→ TASK ITEM: Transcribe the data that follows. Match it character for character.

Dataset excerpts
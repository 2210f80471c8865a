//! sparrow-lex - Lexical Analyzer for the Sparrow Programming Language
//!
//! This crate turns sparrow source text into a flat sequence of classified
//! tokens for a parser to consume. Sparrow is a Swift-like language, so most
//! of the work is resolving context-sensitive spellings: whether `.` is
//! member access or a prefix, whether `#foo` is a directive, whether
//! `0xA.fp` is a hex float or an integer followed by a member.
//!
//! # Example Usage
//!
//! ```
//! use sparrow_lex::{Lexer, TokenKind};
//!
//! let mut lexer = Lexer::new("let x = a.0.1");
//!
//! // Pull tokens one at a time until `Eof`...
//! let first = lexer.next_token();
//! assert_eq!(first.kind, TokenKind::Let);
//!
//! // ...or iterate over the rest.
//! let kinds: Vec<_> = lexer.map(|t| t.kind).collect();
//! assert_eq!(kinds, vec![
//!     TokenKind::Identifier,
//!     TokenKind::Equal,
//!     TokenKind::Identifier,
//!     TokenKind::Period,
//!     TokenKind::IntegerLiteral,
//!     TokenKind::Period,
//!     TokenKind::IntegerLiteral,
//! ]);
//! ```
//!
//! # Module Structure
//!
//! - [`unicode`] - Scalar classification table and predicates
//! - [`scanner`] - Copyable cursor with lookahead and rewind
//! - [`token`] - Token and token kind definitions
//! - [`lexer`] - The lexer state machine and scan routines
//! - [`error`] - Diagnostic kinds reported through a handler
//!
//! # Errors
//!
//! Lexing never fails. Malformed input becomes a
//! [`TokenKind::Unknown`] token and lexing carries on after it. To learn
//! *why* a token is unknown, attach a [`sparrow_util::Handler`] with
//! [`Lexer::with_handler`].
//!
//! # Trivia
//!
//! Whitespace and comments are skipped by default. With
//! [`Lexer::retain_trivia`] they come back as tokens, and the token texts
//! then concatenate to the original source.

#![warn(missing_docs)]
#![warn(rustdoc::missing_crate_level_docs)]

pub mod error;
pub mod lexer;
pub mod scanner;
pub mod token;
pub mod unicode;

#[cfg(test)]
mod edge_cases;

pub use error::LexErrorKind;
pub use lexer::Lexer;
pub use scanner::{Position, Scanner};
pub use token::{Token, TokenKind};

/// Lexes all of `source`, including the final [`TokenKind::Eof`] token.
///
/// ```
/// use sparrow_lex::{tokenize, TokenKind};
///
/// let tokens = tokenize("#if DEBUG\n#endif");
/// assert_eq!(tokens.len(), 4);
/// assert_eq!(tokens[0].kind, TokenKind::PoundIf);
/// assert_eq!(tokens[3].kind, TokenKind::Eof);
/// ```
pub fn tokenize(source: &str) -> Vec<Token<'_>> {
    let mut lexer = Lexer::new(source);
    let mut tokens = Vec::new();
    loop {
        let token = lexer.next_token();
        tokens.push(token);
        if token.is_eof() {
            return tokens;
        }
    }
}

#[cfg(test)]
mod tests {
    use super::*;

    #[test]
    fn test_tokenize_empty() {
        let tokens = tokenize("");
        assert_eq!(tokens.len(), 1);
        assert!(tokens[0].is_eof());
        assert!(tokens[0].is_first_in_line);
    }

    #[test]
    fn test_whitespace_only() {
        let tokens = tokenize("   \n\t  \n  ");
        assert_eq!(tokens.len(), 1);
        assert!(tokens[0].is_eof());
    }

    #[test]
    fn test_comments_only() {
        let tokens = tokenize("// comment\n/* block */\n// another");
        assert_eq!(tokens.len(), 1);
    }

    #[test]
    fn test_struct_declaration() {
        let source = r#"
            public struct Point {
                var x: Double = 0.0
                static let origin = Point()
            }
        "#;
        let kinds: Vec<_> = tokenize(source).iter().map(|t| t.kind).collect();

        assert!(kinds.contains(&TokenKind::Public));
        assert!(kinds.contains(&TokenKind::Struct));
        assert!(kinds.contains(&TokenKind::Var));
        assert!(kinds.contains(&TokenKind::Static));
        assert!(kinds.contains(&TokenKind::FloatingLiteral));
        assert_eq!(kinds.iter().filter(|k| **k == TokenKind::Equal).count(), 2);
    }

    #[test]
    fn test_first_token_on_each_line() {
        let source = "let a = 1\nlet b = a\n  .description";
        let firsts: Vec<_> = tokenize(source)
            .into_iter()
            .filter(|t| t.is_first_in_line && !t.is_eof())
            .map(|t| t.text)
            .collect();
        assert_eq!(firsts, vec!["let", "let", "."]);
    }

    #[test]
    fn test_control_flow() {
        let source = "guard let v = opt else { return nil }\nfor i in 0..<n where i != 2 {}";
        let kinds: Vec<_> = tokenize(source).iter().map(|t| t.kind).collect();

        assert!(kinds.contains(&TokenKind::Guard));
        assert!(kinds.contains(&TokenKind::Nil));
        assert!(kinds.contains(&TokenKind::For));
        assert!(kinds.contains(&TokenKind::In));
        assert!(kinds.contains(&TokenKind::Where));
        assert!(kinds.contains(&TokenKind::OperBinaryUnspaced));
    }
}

→ RESPONSE BOX:
repository 2210f80471c8865a
//! sparrow-lex - Lexical Analyzer for the Sparrow Programming Language
//!
//! This crate turns sparrow source text into a flat sequence of classified
//! tokens for a parser to consume. Sparrow is a Swift-like language, so most
//! of the work is resolving context-sensitive spellings: whether `.` is
//! member access or a prefix, whether `#foo` is a directive, whether
//! `0xA.fp` is a hex float or an integer followed by a member.
//!
//! # Example Usage
//!
//! ```
//! use sparrow_lex::{Lexer, TokenKind};
//!
//! let mut lexer = Lexer::new("let x = a.0.1");
//!
//! // Pull tokens one at a time until `Eof`...
//! let first = lexer.next_token();
//! assert_eq!(first.kind, TokenKind::Let);
//!
//! // ...or iterate over the rest.
//! let kinds: Vec<_> = lexer.map(|t| t.kind).collect();
//! assert_eq!(kinds, vec![
//!     TokenKind::Identifier,
//!     TokenKind::Equal,
//!     TokenKind::Identifier,
//!     TokenKind::Period,
//!     TokenKind::IntegerLiteral,
//!     TokenKind::Period,
//!     TokenKind::IntegerLiteral,
//! ]);
//! ```
//!
//! # Module Structure
//!
//! - [`unicode`] - Scalar classification table and predicates
//! - [`scanner`] - Copyable cursor with lookahead and rewind
//! - [`token`] - Token and token kind definitions
//! - [`lexer`] - The lexer state machine and scan routines
//! - [`error`] - Diagnostic kinds reported through a handler
//!
//! # Errors
//!
//! Lexing never fails. Malformed input becomes a
//! [`TokenKind::Unknown`] token and lexing carries on after it. To learn
//! *why* a token is unknown, attach a [`sparrow_util::Handler`] with
//! [`Lexer::with_handler`].
//!
//! # Trivia
//!
//! Whitespace and comments are skipped by default. With
//! [`Lexer::retain_trivia`] they come back as tokens, and the token texts
//! then concatenate to the original source.

#![warn(missing_docs)]
#![warn(rustdoc::missing_crate_level_docs)]

pub mod error;
pub mod lexer;
pub mod scanner;
pub mod token;
pub mod unicode;

#[cfg(test)]
mod edge_cases;

pub use error::LexErrorKind;
pub use lexer::Lexer;
pub use scanner::{Position, Scanner};
pub use token::{Token, TokenKind};

/// Lexes all of `source`, including the final [`TokenKind::Eof`] token.
///
/// ```
/// use sparrow_lex::{tokenize, TokenKind};
///
/// let tokens = tokenize("#if DEBUG\n#endif");
/// assert_eq!(tokens.len(), 4);
/// assert_eq!(tokens[0].kind, TokenKind::PoundIf);
/// assert_eq!(tokens[3].kind, TokenKind::Eof);
/// ```
pub fn tokenize(source: &str) -> Vec<Token<'_>> {
    let mut lexer = Lexer::new(source);
    let mut tokens = Vec::new();
    loop {
        let token = lexer.next_token();
        tokens.push(token);
        if token.is_eof() {
            return tokens;
        }
    }
}

#[cfg(test)]
mod tests {
    use super::*;

    #[test]
    fn test_tokenize_empty() {
        let tokens = tokenize("");
        assert_eq!(tokens.len(), 1);
        assert!(tokens[0].is_eof());
        assert!(tokens[0].is_first_in_line);
    }

    #[test]
    fn test_whitespace_only() {
        let tokens = tokenize("   \n\t  \n  ");
        assert_eq!(tokens.len(), 1);
        assert!(tokens[0].is_eof());
    }

    #[test]
    fn test_comments_only() {
        let tokens = tokenize("// comment\n/* block */\n// another");
        assert_eq!(tokens.len(), 1);
    }

    #[test]
    fn test_struct_declaration() {
        let source = r#"
            public struct Point {
                var x: Double = 0.0
                static let origin = Point()
            }
        "#;
        let kinds: Vec<_> = tokenize(source).iter().map(|t| t.kind).collect();

        assert!(kinds.contains(&TokenKind::Public));
        assert!(kinds.contains(&TokenKind::Struct));
        assert!(kinds.contains(&TokenKind::Var));
        assert!(kinds.contains(&TokenKind::Static));
        assert!(kinds.contains(&TokenKind::FloatingLiteral));
        assert_eq!(kinds.iter().filter(|k| **k == TokenKind::Equal).count(), 2);
    }

    #[test]
    fn test_first_token_on_each_line() {
        let source = "let a = 1\nlet b = a\n  .description";
        let firsts: Vec<_> = tokenize(source)
            .into_iter()
            .filter(|t| t.is_first_in_line && !t.is_eof())
            .map(|t| t.text)
            .collect();
        assert_eq!(firsts, vec!["let", "let", "."]);
    }

    #[test]
    fn test_control_flow() {
        let source = "guard let v = opt else { return nil }\nfor i in 0..<n where i != 2 {}";
        let kinds: Vec<_> = tokenize(source).iter().map(|t| t.kind).collect();

        assert!(kinds.contains(&TokenKind::Guard));
        assert!(kinds.contains(&TokenKind::Nil));
        assert!(kinds.contains(&TokenKind::For));
        assert!(kinds.contains(&TokenKind::In));
        assert!(kinds.contains(&TokenKind::Where));
        assert!(kinds.contains(&TokenKind::OperBinaryUnspaced));
    }
}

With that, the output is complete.